By Stas Margaronis
There is a growing concern here that Greece is facing economic disintegration as it continues to cut back on wages, pensions and public spending in response to European demands for Greece to accept new austerity measures in exchange for bail-out funding.
The unemployment rate has jumped to 21 per cent as the crisis worsens and the Greek Orthodox Church is reportedly feeding 250,000 people per day.
A report by the German magazine Der Spiegel notes that the austerity measures demanded of Greece by the European Union and Germany have worsened the Greek economy and not made it better. As a result, Greece is facing a growing gap between revenue generation and debt repayment that was not foreseen, the publication says.

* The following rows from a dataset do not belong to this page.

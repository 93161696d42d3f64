//! Register access seam
//!
//! The backend never dereferences addresses itself; it goes through
//! [`RegisterAccess`]. On target that is [`Mmio`]; host tests use an
//! in-memory register file.

/// 32-bit register reads and writes by absolute address
pub trait RegisterAccess {
    /// Read a register
    fn read(&self, addr: u32) -> u32;

    /// Write a register
    fn write(&mut self, addr: u32, value: u32);

    /// Read-modify-write: clear `clear` bits, then set `set` bits
    fn modify(&mut self, addr: u32, clear: u32, set: u32) {
        let value = (self.read(addr) & !clear) | set;
        self.write(addr, value);
    }
}

/// Volatile memory-mapped I/O
///
/// Only meaningful on the target MCU. Constructing it is unsafe because
/// the caller vouches that the profile's base addresses are real
/// peripherals and that nothing else drives them.
#[derive(Debug)]
pub struct Mmio {
    _private: (),
}

impl Mmio {
    /// # Safety
    ///
    /// The running chip must match the profile used with this accessor,
    /// and no other code may access the same peripherals.
    #[allow(unsafe_code)]
    pub const unsafe fn new() -> Self {
        Self { _private: () }
    }
}

#[allow(unsafe_code)]
impl RegisterAccess for Mmio {
    fn read(&self, addr: u32) -> u32 {
        // SAFETY: addresses come from the chip profile, vouched for in `new`
        unsafe { core::ptr::read_volatile(addr as usize as *const u32) }
    }

    fn write(&mut self, addr: u32, value: u32) {
        // SAFETY: addresses come from the chip profile, vouched for in `new`
        unsafe { core::ptr::write_volatile(addr as usize as *mut u32, value) }
    }
}

#[cfg(test)]
pub(crate) mod file {
    use super::RegisterAccess;
    use heapless::{LinearMap, Vec};

    /// In-memory registers, zero until written, with a write log
    pub struct RegisterFile {
        regs: LinearMap<u32, u32, 128>,
        pub log: Vec<(u32, u32), 256>,
    }

    impl RegisterFile {
        pub fn new() -> Self {
            Self {
                regs: LinearMap::new(),
                log: Vec::new(),
            }
        }

        /// Set a register without logging (hardware-driven state)
        pub fn preset(&mut self, addr: u32, value: u32) {
            let _ = self.regs.insert(addr, value);
        }

        pub fn get(&self, addr: u32) -> u32 {
            self.regs.get(&addr).copied().unwrap_or(0)
        }

        pub fn writes_to(&self, addr: u32) -> usize {
            self.log.iter().filter(|(a, _)| *a == addr).count()
        }
    }

    impl RegisterAccess for RegisterFile {
        fn read(&self, addr: u32) -> u32 {
            self.get(addr)
        }

        fn write(&mut self, addr: u32, value: u32) {
            let _ = self.log.push((addr, value));
            let _ = self.regs.insert(addr, value);
        }
    }

    #[test]
    fn test_modify_keeps_other_bits() {
        let mut f = RegisterFile::new();
        f.preset(0x100, 0xF0F0);
        f.modify(0x100, 0x00F0, 0x0001);
        assert_eq!(f.get(0x100), 0xF001);
        assert_eq!(f.writes_to(0x100), 1);
    }
}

During the Depression of the 1930’s, the British economist John Maynard Keynes argued that cutbacks and austerity measures were counter productive and the failure of such measures by then U.S. president , Herbert Hoover, proved him right.
The Athens News quoted Helmut Schmidt, former Chancellor of Germany, criticizing the current Chancellor Angela Merkel for her stance towards Greece. Addressing the German Economic Forum in Hamburg, Schmidt said: “It would be wiser not to insult the Greeks and to refrain from sacking ten million people along with their former governments and then lashing them. It is way easy for a fat German, with a population of 80 million, to corner the helpless Greek.”
Schmidt concluded that: “If the Europeans fail to save Greece, then to hell with them.”
The solution advocated by Keynes and the one successfully adopted by U.S. president Franklin Roosevelt’s New Deal was targeted government investments that created new jobs and generated new economic growth.
This suggests that the European Union needs to rethink its austerity and cutback strategy to address the European debt crisis and instead consider a European Marshall plan, similar to the United States aid plan to Europe that helped European economies emerge from the destruction caused by World War II. This investment is similar to Germany’s successful investment strategy in the former East Germany that modernized the region’s economy and infrastructure after German reunification.
Keynes argument during the 1930’s was that targeted government investments had a multiplier effect so that every dollar or euro of spending would have a multiplier of economic growth as private consumption was generated in addition to and as a result of public spending.
This is not the same strategy that was embarked upon by Greek Prime Minister Andreas Papandreou who came to power in the 1980s and engaged in an indiscriminate spending campaign that has contributed to the current crisis in Greece.
Nevertheless, the EU cutbacks promoted by Germany are not working in Greece, either. Instead, the cutbacks are accelerating an economic collapse that could take years for Greece to recover from.
And Greece may be the tip of the iceberg.
Even if Greece defaults and exits the Euro zone, there is concern that a failure in Greece may trigger a crisis of confidence that will have a domino effect in countries such as Portugal, Spain, Italy and even France.
If the end result of the austerity policy is an economic collapse of Europe, then maybe it is time for a new approach.
Then the idea of looking at a Marshall Plan to revive the continent’s economies may not seem so unrealistic.
The problem is that Europe may be running out of time.